L'application des principes précédens, à la question suivante, a beaucoup exercé les géomètres. Paul joue à croix et pile, avec la condition de recevoir, deux francs, s'il amène croix au premier coup; quatre francs, s'il ne l'amène qu'au second; huit francs, s'il ne l'amène qu'au troisième, et ainsi de suite. Sa mise au jeu, doit être par le huitième principe, égale au nombre des coups; ensorte que si la partie continue à l'infini, la mise doit être infinie. Cependant, aucun homme raisonnable ne voudrait exposer à ce jeu, une somme même modique, cinquante francs, par exemple. D'où vient cette différence entre le résultat du calcul, et l'indication du sens commun? On reconnut bientôt, qu'elle tenait à ce que l'avantage moral qu'un bien nous procure, n'est pas proportionnel à ce bien, et qu'il dépend de mille circonstances souvent très-difficiles à définir, mais dont la plus générale et la plus importante est celle de la fortune. En effet, il est visible qu'un franc a beaucoup plus de prix pour celui qui n'en a que cent, que pour un millionnaire. On doit donc dans le bien espéré, distinguer sa valeur absolue, de sa valeur relative. Celle-ci se règle sur les motifs qui le font desirer; au lieu que la première en est indépendante. On ne peut pas donner de principe général, pour apprécier cette valeur relative. En voici cependant un proposé par Daniel Bernoulli, et qui peut servir dans beaucoup de cas. La valeur relative d'une xe Principe. somme infiniment petite, est égale à sa valeur absolue divisée par le bien total de la personne intéressée. Cela suppose que tout homme a un bien quelconque dont la valeur ne peut jamais être supposée nulle. En effet, celui même qui ne possède rien, donne toujours à son existence, une valeur au moins égale à ce qui lui est rigoureusement nécessaire pour vivre.

Si l'on applique l'analyse, au principe que nous venons d'exposer; on obtient la règle suivante.

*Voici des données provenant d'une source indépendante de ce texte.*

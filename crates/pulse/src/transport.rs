//! HTTP transport for delivering requests.

use crate::config::Config;
use crate::wire::{Method, WireRequest};
use crate::Error;
use async_trait::async_trait;
use reqwest::header::CONTENT_TYPE;
use tracing::debug;

/// Performs one network exchange for a prepared request.
///
/// Implementations return the HTTP status code. Any `Err` is treated as a
/// transient failure by the delivery worker.
#[async_trait]
pub trait Transport: Send + Sync {
    async fn send(&self, request: &WireRequest) -> Result<u16, Error>;
}

/// How the delivery worker treats the result of an exchange.
#[derive(Debug, Clone, Copy, PartialEq, Eq)]
pub enum Outcome {
    /// 2xx: the collector accepted the request.
    Delivered,
    /// 4xx: the collector will never accept the request.
    Rejected,
    /// Anything else: try again on a later tick.
    Retry,
}

impl Outcome {
    pub fn classify(status: u16) -> Self {
        match status {
            200..=299 => Outcome::Delivered,
            400..=499 => Outcome::Rejected,
            _ => Outcome::Retry,
        }
    }
}

/// HTTP transport for sending requests to the collector.
#[derive(Debug)]
pub struct HttpTransport {
    client: reqwest::Client,
}

impl HttpTransport {
    /// Create a new HTTP transport.
    ///
    /// Redirects are not followed: a 3xx answer is reported as-is.
    pub fn new(config: &Config) -> Result<Self, Error> {
        let client = reqwest::Client::builder()
            .connect_timeout(config.connect_timeout())
            .timeout(config.timeout())
            .redirect(reqwest::redirect::Policy::none())
            .build()?;

        Ok(Self { client })
    }
}

#[async_trait]
impl Transport for HttpTransport {
    async fn send(&self, request: &WireRequest) -> Result<u16, Error> {
        debug!(method = ?request.method, url_len = request.url.len(), "sending request");

        let builder = match request.method {
            Method::Get => self.client.get(&request.url),
            Method::Post => self
                .client
                .post(&request.url)
                .header(CONTENT_TYPE, "application/x-www-form-urlencoded")
                .body(request.body.clone().unwrap_or_default()),
        };

        let response = builder.send().await?;
        Ok(response.status().as_u16())
    }
}

#[cfg(test)]
mod tests {
    use super::*;
    use crate::config::PulseBuilder;

    #[test]
    fn test_classify_status_classes() {
        assert_eq!(Outcome::classify(200), Outcome::Delivered);
        assert_eq!(Outcome::classify(204), Outcome::Delivered);
        assert_eq!(Outcome::classify(302), Outcome::Retry);
        assert_eq!(Outcome::classify(400), Outcome::Rejected);
        assert_eq!(Outcome::classify(404), Outcome::Rejected);
        assert_eq!(Outcome::classify(499), Outcome::Rejected);
        assert_eq!(Outcome::classify(500), Outcome::Retry);
        assert_eq!(Outcome::classify(503), Outcome::Retry);
        assert_eq!(Outcome::classify(100), Outcome::Retry);
    }

    #[test]
    fn test_transport_construction() {
        let config = PulseBuilder::new("https://example.com", "demo")
            .build_config()
            .unwrap();

        assert!(HttpTransport::new(&config).is_ok());
    }
}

En désignant par l'unité, la partie de la fortune d'un individu, indépendante de ses expectatives; si l'on détermine les diverses valeurs que cette fortune peut recevoir en vertu de ces expectatives, et leurs probabilités; le produit de ces valeurs élevées respectivement aux puissances indiquées par ces probabilités, sera la fortune physique qui procurerait à l'individu, le même avantage moral qu'il reçoit de la partie de sa fortune, prise pour unité, et de ses expectatives; en retranchant donc l'unité, de ce produit; la différence sera l'accroissement de la fortune physique, dû aux expectatives: nous nommerons cet accroissement, esperance morale. Il est facile de voir qu'elle coïncide avec l'espérance mathématique, lorsque la fortune prise pour unité, devient infinie par rapport aux variations qu'elle reçoit des expectatives. Mais lorsque ces variations sont une partie sensible de cette unité, les deux espérances peuvent différer très-sensiblement entre elles.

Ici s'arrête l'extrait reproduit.